REQUIRED WORK:
Copy word for word, please, the lines of the entries below running from the one containing "drop(session);" to the one containing "let home = stored.teams.home.clone();", both ends included.

===== SOURCE MATERIAL =====

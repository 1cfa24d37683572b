use rink_tracker::{
    capture::{CaptureMode, GameSession, WizardError, WizardStep},
    error::AppError,
    models::{ActionType, Player, RinkPoint, Side},
    roster::RosterRulesTable,
    stats::{get_player_stats, get_team_stats},
    storage::{
        FileRecoveryStore, GameRepository, JsonGameStore, JsonTeamStore, RecoveryStore,
        TeamRepository,
    },
    testing_utils::TestDataBuilder,
};
use tempfile::tempdir;

fn record(
    session: &mut GameSession,
    action: ActionType,
    side: Side,
    period: u32,
    scorer: usize,
    assists: &[usize],
) -> u32 {
    session.click_rink(RinkPoint::new(30.0, 70.0)).unwrap();
    session.select_action(action, side, period, 120).unwrap();
    let players = session.player_choices();
    session.select_player(players[scorer].clone()).unwrap();
    if action == ActionType::Goal {
        let assists: Vec<Player> = assists.iter().map(|&i| players[i].clone()).collect();
        session.select_assists(assists).unwrap();
    }
    session.confirm_capture().unwrap().unwrap()
}

/// A full game: capture, autosave, crash, restore, finalize, read back.
#[tokio::test]
async fn test_game_survives_restart_and_finalizes_to_disk() {
    let dir = tempdir().unwrap();
    let recovery = FileRecoveryStore::in_dir(dir.path());
    let games = JsonGameStore::new(dir.path().join("games"));

    let setup = TestDataBuilder::setup("home", "away");
    let mut session = GameSession::start(setup, &RosterRulesTable::default(), true).unwrap();

    record(&mut session, ActionType::Goal, Side::Home, 1, 5, &[6, 7]);
    record(&mut session, ActionType::Shot, Side::Away, 1, 4, &[]);
    assert!(session.autosave(&recovery).await.unwrap());

    // Simulated restart: only the recovery file is left
    drop(session);
    let snapshot = recovery.load().await.unwrap().unwrap();
    let mut session = GameSession::restore(snapshot, true);
    assert_eq!(session.log().len(), 2);
    assert_eq!(session.score().home.goals, 1);
    assert_eq!(session.score().away.shots, 1);

    record(&mut session, ActionType::Hit, Side::Home, 2, 3, &[]);
    let game = session.finalize(&games, &recovery).await.unwrap();

    assert!(recovery.load().await.unwrap().is_none());
    assert_eq!(game.id.len(), 32);
    let stored = games.get(&game.id).await.unwrap();
    assert_eq!(stored.actions.len(), 3);
    assert_eq!(stored.score, game.score);
    assert_eq!(stored.actions[0].assists.len(), 2);
    assert_eq!(games.list_by_team("away").await.unwrap().len(), 1);
    assert!(games.list_by_team("elsewhere").await.unwrap().is_empty());

    let home = stored.teams.home.clone();
    let team_stats = get_team_stats(&home, &[stored.clone()]);
    assert_eq!(team_stats.wins, 1);
    assert_eq!(team_stats.hits, 1);

    let scorer = stored.actions[0].player.clone();
    let scorer_stats = get_player_stats(&[stored], &scorer);
    assert_eq!(scorer_stats.goals, 1);
    assert_eq!(scorer_stats.points, 1);
    assert_eq!(scorer_stats.games_played, 1);
}

#[tokio::test]
async fn test_tied_game_is_not_saved() {
    let dir = tempdir().unwrap();
    let recovery = FileRecoveryStore::in_dir(dir.path());
    let games = JsonGameStore::new(dir.path().join("games"));

    let mut session = GameSession::new(TestDataBuilder::setup("home", "away"), true);
    record(&mut session, ActionType::Goal, Side::Home, 1, 5, &[]);
    record(&mut session, ActionType::Goal, Side::Away, 3, 5, &[]);
    session.save_locally(&recovery).await.unwrap();

    let err = session.finalize(&games, &recovery).await.unwrap_err();
    assert!(matches!(err, AppError::TiedGame { home: 1, away: 1 }));
    assert!(games.list_all().await.unwrap().is_empty());
    assert!(recovery.load().await.unwrap().is_some());

    // The deciding goal in overtime makes the game final
    record(&mut session, ActionType::Goal, Side::Away, 4, 5, &[]);
    let game = session.finalize(&games, &recovery).await.unwrap();
    assert_eq!(game.score.away.goals, 2);
}

#[tokio::test]
async fn test_editing_a_saved_game_updates_in_place() {
    let dir = tempdir().unwrap();
    let recovery = FileRecoveryStore::in_dir(dir.path());
    let games = JsonGameStore::new(dir.path().join("games"));

    let mut session = GameSession::new(TestDataBuilder::setup("home", "away"), true);
    let goal = record(&mut session, ActionType::Goal, Side::Home, 1, 5, &[]);
    record(&mut session, ActionType::Goal, Side::Home, 2, 6, &[]);
    let saved = session.finalize(&games, &recovery).await.unwrap();

    let mut editing = GameSession::from_saved(saved.clone());
    assert!(!editing.autosave_enabled());
    editing.edit_event(goal).unwrap();
    assert_eq!(editing.wizard().mode(), CaptureMode::Edit(goal));
    assert_eq!(editing.wizard().step(), WizardStep::Confirm);
    editing.cancel_capture();
    editing.delete_event(goal).unwrap();
    let updated = editing.persist(&games).await.unwrap();

    let all = games.list_all().await.unwrap();
    assert_eq!(all.len(), 1);
    assert_eq!(all[0].id, saved.id);
    assert_eq!(all[0].score.home.goals, 1);
    assert_eq!(updated.actions.len(), 1);
}

/// Changing an event's type and team goes back through the wizard and rescores
/// both sides from the full action list.
#[test]
fn test_edit_changes_type_and_team() {
    let mut session = GameSession::new(TestDataBuilder::setup("home", "away"), true);
    let goal = record(&mut session, ActionType::Goal, Side::Home, 1, 5, &[6]);
    record(&mut session, ActionType::Shot, Side::Home, 1, 4, &[]);
    assert_eq!(session.score().home.goals, 1);
    assert_eq!(session.score().home.shots, 2);

    session.edit_event(goal).unwrap();
    assert_eq!(session.back().unwrap(), WizardStep::AssistSelect);
    session.back_to(WizardStep::ActionSelect).unwrap();
    assert!(session.wizard().draft().player.is_none());
    assert!(session.wizard().draft().assists.is_none());

    session.select_action(ActionType::Turnover, Side::Away, 2, 45).unwrap();
    let away_player = session.player_choices()[3].clone();
    assert_eq!(away_player.team_id, "away");
    session.select_player(away_player.clone()).unwrap();
    assert_eq!(session.wizard().step(), WizardStep::Confirm);
    assert_eq!(session.confirm_capture().unwrap(), Some(goal));

    let edited = session.log().get(goal).unwrap();
    assert_eq!(edited.action_type, ActionType::Turnover);
    assert_eq!(edited.player.id, away_player.id);
    assert!(edited.assists.is_empty());

    assert_eq!(session.score().home.goals, 0);
    assert_eq!(session.score().home.shots, 1);
    assert_eq!(session.score().away.turnovers, 1);
    assert!(session.log().is_consistent());
    assert!(session.is_dirty());
}

/// Going back from confirm on a goal drops the player and the assists, and the
/// assist step has to be passed again.
#[test]
fn test_back_from_confirm_recollects_assists() {
    let mut session = GameSession::new(TestDataBuilder::setup("home", "away"), true);
    session.click_rink(RinkPoint::new(40.0, 40.0)).unwrap();
    session.select_action(ActionType::Goal, Side::Home, 2, 125).unwrap();
    let players = session.player_choices();
    session.select_player(players[5].clone()).unwrap();
    session.select_assists(vec![players[6].clone()]).unwrap();
    assert_eq!(session.wizard().step(), WizardStep::Confirm);

    session.back_to(WizardStep::PlayerSelect).unwrap();
    assert!(session.wizard().draft().player.is_none());
    assert!(session.wizard().draft().assists.is_none());
    assert_eq!(session.confirm_capture().unwrap(), None);

    session.select_player(players[7].clone()).unwrap();
    assert_eq!(session.wizard().step(), WizardStep::AssistSelect);
    session.select_assists(Vec::new()).unwrap();
    let id = session.confirm_capture().unwrap().unwrap();
    assert_eq!(session.log().get(id).unwrap().player.id, players[7].id);
}

#[test]
fn test_wizard_guards_assists() {
    let mut session = GameSession::new(TestDataBuilder::setup("home", "away"), true);
    session.click_rink(RinkPoint::new(5.0, 5.0)).unwrap();
    session.select_action(ActionType::Goal, Side::Away, 1, 0).unwrap();
    let players = session.player_choices();
    session.select_player(players[4].clone()).unwrap();

    let three = vec![players[5].clone(), players[6].clone(), players[7].clone()];
    assert_eq!(
        session.select_assists(three),
        Err(WizardError::TooManyAssists { count: 3 })
    );
    assert_eq!(
        session.select_assists(vec![players[4].clone()]),
        Err(WizardError::ScorerAssist)
    );
    assert!(matches!(
        session.select_assists(vec![players[5].clone(), players[5].clone()]),
        Err(WizardError::DuplicateAssist { .. })
    ));

    let choices = session.assist_choices();
    session
        .select_assists(vec![choices[0].clone(), choices[1].clone()])
        .unwrap();
    let id = session.confirm_capture().unwrap().unwrap();
    let event = session.log().get(id).unwrap();
    assert!(event.assists[0].is_placeholder());
    assert_eq!(session.wizard().step(), WizardStep::Idle);
}

#[tokio::test]
async fn test_team_store_round_trip_and_free_agents() {
    let dir = tempdir().unwrap();
    let store = JsonTeamStore::new(dir.path().join("teams.json"));

    let mut team = TestDataBuilder::team("draft");
    team.name = "Corona Brasov".to_string();
    let saved = store.save(team).await.unwrap();
    assert_ne!(saved.id, "draft");
    assert!(saved.players.iter().all(|p| p.team_id == saved.id));

    assert!(store.is_name_taken("corona brasov", None).await.unwrap());
    assert!(
        !store
            .is_name_taken("Corona Brasov", Some(saved.id.as_str()))
            .await
            .unwrap()
    );
    assert!(!store.is_jersey_number_available(&saved.id, 1).await.unwrap());
    assert!(store.is_jersey_number_available(&saved.id, 77).await.unwrap());

    let mut duplicate = TestDataBuilder::team("other");
    duplicate.name = "CORONA BRASOV ".to_string();
    assert!(matches!(
        store.save(duplicate).await.unwrap_err(),
        AppError::TeamAlreadyExists { .. }
    ));

    // A fresh store over the same file sees the same data
    let reopened = JsonTeamStore::new(dir.path().join("teams.json"));
    assert_eq!(reopened.get(&saved.id).await.unwrap().name, "Corona Brasov");

    reopened.delete(&saved.id).await.unwrap();
    let teams = reopened.list().await.unwrap();
    assert_eq!(teams.len(), 1);
    assert_eq!(teams[0].id, "free-agent");
    assert_eq!(teams[0].players.len(), saved.players.len());
    assert!(reopened.get(&saved.id).await.unwrap_err().is_not_found());
}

=====

EXPECTED OUTPUT:
    drop(session);
    let snapshot = recovery.load().await.unwrap().unwrap();
    let mut session = GameSession::restore(snapshot, true);
    assert_eq!(session.log().len(), 2);
    assert_eq!(session.score().home.goals, 1);
    assert_eq!(session.score().away.shots, 1);

    record(&mut session, ActionType::Hit, Side::Home, 2, 3, &[]);
    let game = session.finalize(&games, &recovery).await.unwrap();

    assert!(recovery.load().await.unwrap().is_none());
    assert_eq!(game.id.len(), 32);
    let stored = games.get(&game.id).await.unwrap();
    assert_eq!(stored.actions.len(), 3);
    assert_eq!(stored.score, game.score);
    assert_eq!(stored.actions[0].assists.len(), 2);
    assert_eq!(games.list_by_team("away").await.unwrap().len(), 1);
    assert!(games.list_by_team("elsewhere").await.unwrap().is_empty());

    let home = stored.teams.home.clone();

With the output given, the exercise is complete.